Les fans de rock gothique « traditionnel » eux seront rassurés en écoutant « Illuminazi », un bon titre qui avec son intro à l'orgue, son tempo punk et son riff nerveux ramène à l'époque glorieuse des Only Theatre Of Pain et Catastrophe Ballet mais aussi le spleenique « Forgiven » chanté par Maitri aux ambiances éthérées un peu « heavenly voices ». « Penitence Forevermore » est aussi un morceau mélancolique, chanté par Valor et avec des choeurs fantomatiques de Maitri, qui réveillera vos pulsions les plus suicidaires. Le piano que l'on entend en intro sur « Deliver Us » quant à lui nous rappelle les Sisters Of Mercy, de même que la voix profonde et sensuelle de Valor parfois proche de celle d'Andrew Eldritch. Si vous n'êtes pas allergiques aux influences tziganes et orientales, le colérique et hystérique (les cris et rires de Maitri) « This Cross » avec ses violons devrait vous plaire, instrument que l'on entend aussi sur « Fema Coffins » et « Tar Black Liquid ».

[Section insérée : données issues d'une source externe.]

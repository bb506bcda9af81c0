//! Simplex noise terrain used by the command-line adapter.

use noise::{NoiseFn, Simplex};
use sector_atlas_core::{FloorId, GeneratedTile, ItemKind, TileGenerator, WallId};

const WATER: FloorId = FloorId::new(0);
const STONE: FloorId = FloorId::new(1);
const SAND: FloorId = FloorId::new(2);
const GRASS: FloorId = FloorId::new(3);
const COPPER_ORE: FloorId = FloorId::new(4);
const LEAD_ORE: FloorId = FloorId::new(5);
const COAL_ORE: FloorId = FloorId::new(6);

const STONE_WALL: WallId = WallId::new(1);
const SAND_WALL: WallId = WallId::new(2);
const SHRUBS: WallId = WallId::new(3);

const ELEVATION_FREQUENCY: f64 = 0.012;
const MOISTURE_FREQUENCY: f64 = 0.02;
const ORE_FREQUENCY: f64 = 0.09;
const ORE_THRESHOLD: f64 = 0.55;

/// Deterministic terrain sampled in world tile coordinates.
///
/// A tile's world coordinate is its sector cell times the sector edge plus
/// its local offset, so neighbouring cells join seamlessly.
#[derive(Clone)]
pub(crate) struct NoiseTerrain {
    elevation: Simplex,
    moisture: Simplex,
    ore: Simplex,
    cells_per_sector: u32,
}

impl NoiseTerrain {
    pub(crate) fn new(seed: u32, cells_per_sector: u32) -> Self {
        Self {
            elevation: Simplex::new(seed),
            moisture: Simplex::new(seed.wrapping_add(1)),
            ore: Simplex::new(seed.wrapping_add(2)),
            cells_per_sector,
        }
    }

    fn world_point(&self, sector_x: i32, sector_y: i32, local_x: u32, local_y: u32) -> [f64; 2] {
        let cells = f64::from(self.cells_per_sector);
        [
            f64::from(sector_x) * cells + f64::from(local_x),
            f64::from(sector_y) * cells + f64::from(local_y),
        ]
    }

    fn elevation_at(&self, [x, y]: [f64; 2]) -> f64 {
        let fx = x * ELEVATION_FREQUENCY;
        let fy = y * ELEVATION_FREQUENCY;
        (self.elevation.get([fx, fy])
            + 0.5 * self.elevation.get([fx * 2.0, fy * 2.0])
            + 0.25 * self.elevation.get([fx * 4.0, fy * 4.0]))
            / 1.75
    }

    fn ore_at(&self, [x, y]: [f64; 2], ores: &[ItemKind]) -> Option<FloorId> {
        let strength = self.ore.get([x * ORE_FREQUENCY, y * ORE_FREQUENCY]);
        if strength < ORE_THRESHOLD || ores.is_empty() {
            return None;
        }
        let pick = self.ore.get([y * ORE_FREQUENCY * 0.25, x * ORE_FREQUENCY * 0.25]);
        let index = (((pick + 1.0) / 2.0) * ores.len() as f64) as usize;
        match ores.get(index.min(ores.len() - 1)) {
            Some(ItemKind::Copper) => Some(COPPER_ORE),
            Some(ItemKind::Lead) => Some(LEAD_ORE),
            Some(ItemKind::Coal) => Some(COAL_ORE),
            _ => None,
        }
    }
}

impl TileGenerator for NoiseTerrain {
    fn generate(
        &self,
        sector_x: i32,
        sector_y: i32,
        local_x: u32,
        local_y: u32,
        with_ores: bool,
        ores: &[ItemKind],
    ) -> GeneratedTile {
        let point = self.world_point(sector_x, sector_y, local_x, local_y);
        let height = self.elevation_at(point);
        let moisture = self
            .moisture
            .get([point[0] * MOISTURE_FREQUENCY, point[1] * MOISTURE_FREQUENCY]);

        if height < -0.35 {
            return GeneratedTile {
                floor: WATER,
                wall: WallId::AIR,
                elevation: 0,
            };
        }

        let elevation = ((height + 0.35) * 4.0).clamp(0.0, 4.0) as u8;
        let (floor, wall) = if height < -0.2 {
            (SAND, WallId::AIR)
        } else if height > 0.55 {
            (STONE, STONE_WALL)
        } else if moisture > 0.45 {
            (GRASS, SHRUBS)
        } else if moisture < -0.6 {
            (SAND, SAND_WALL)
        } else if moisture > 0.0 {
            (GRASS, WallId::AIR)
        } else {
            (STONE, WallId::AIR)
        };

        let floor = if with_ores && wall.is_air() {
            self.ore_at(point, ores).unwrap_or(floor)
        } else {
            floor
        };

        GeneratedTile {
            floor,
            wall,
            elevation,
        }
    }
}

#[cfg(test)]
mod tests {
    use super::*;

    #[test]
    fn generation_is_deterministic() {
        let terrain = NoiseTerrain::new(7, 16);
        let again = NoiseTerrain::new(7, 16);
        for local in 0..16 {
            assert_eq!(
                terrain.generate(2, -1, local, 15 - local, true, &[ItemKind::Copper]),
                again.generate(2, -1, local, 15 - local, true, &[ItemKind::Copper])
            );
        }
    }

    #[test]
    fn neighbouring_cells_share_world_coordinates() {
        let terrain = NoiseTerrain::new(3, 16);
        assert_eq!(
            terrain.generate(0, 0, 16, 5, false, &[]),
            terrain.generate(1, 0, 0, 5, false, &[])
        );
        assert_eq!(
            terrain.generate(0, 0, 3, 20, false, &[]),
            terrain.generate(0, 1, 3, 4, false, &[])
        );
    }

    #[test]
    fn ores_only_replace_open_floor() {
        let terrain = NoiseTerrain::new(11, 32);
        let ore_floors = [COPPER_ORE, LEAD_ORE, COAL_ORE];
        for x in 0..32 {
            for y in 0..32 {
                let plain = terrain.generate(0, 0, x, y, false, &[]);
                let rich = terrain.generate(0, 0, x, y, true, &[ItemKind::Copper, ItemKind::Lead]);
                assert!(!ore_floors.contains(&plain.floor));
                assert_eq!(plain.wall, rich.wall);
                assert_eq!(plain.elevation, rich.elevation);
                if rich.floor != plain.floor {
                    assert!(rich.wall.is_air());
                    assert!(rich.floor == COPPER_ORE || rich.floor == LEAD_ORE);
                }
            }
        }
    }
}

Niveau arrangement inattendu, on retrouve aussi un harmonica bluesy sur « Deliver Us »... Cette diversité stylistique pourrait dérouter au premier abord mais il faut admettre une qualité au couple Valor/Maitri, ils maîtrisent très bien l'art du songwritting et en cela The Root Of All Evilution compte des titres plutôt bien construits, aux refrains très efficaces parfois même (« Tar Black Liquid », « Fema Coffins » et « Secrets Down Below en attestent »), les voix de Valor et Maitri se complètent parfaitement et la musicalité est tout à fait convaincante.
Seule faute de goût, cette pochette plutôt moche montrant Maitri à genoux devant une divinité grotesque, sorte de croisement de la déesse hindoue Nataraja et du pharaon Ramsès II, qui ressemble à un montage Photoshop fait lors d'une soirée de beuverie. On ne peut pas s'appeler Christian Mort et avoir toujours la classe...
1. « In The Garden Of Evilution »
2. « This Cross »
3. « Tar Black Liquid »
4. « Fema Coffins »
5. « Illuminazi »
6. « We Have Become »
7. « Forgiven »
8. « Penitence Forevermore »
9. « Deliver Us »
10. « Secrets Down Below »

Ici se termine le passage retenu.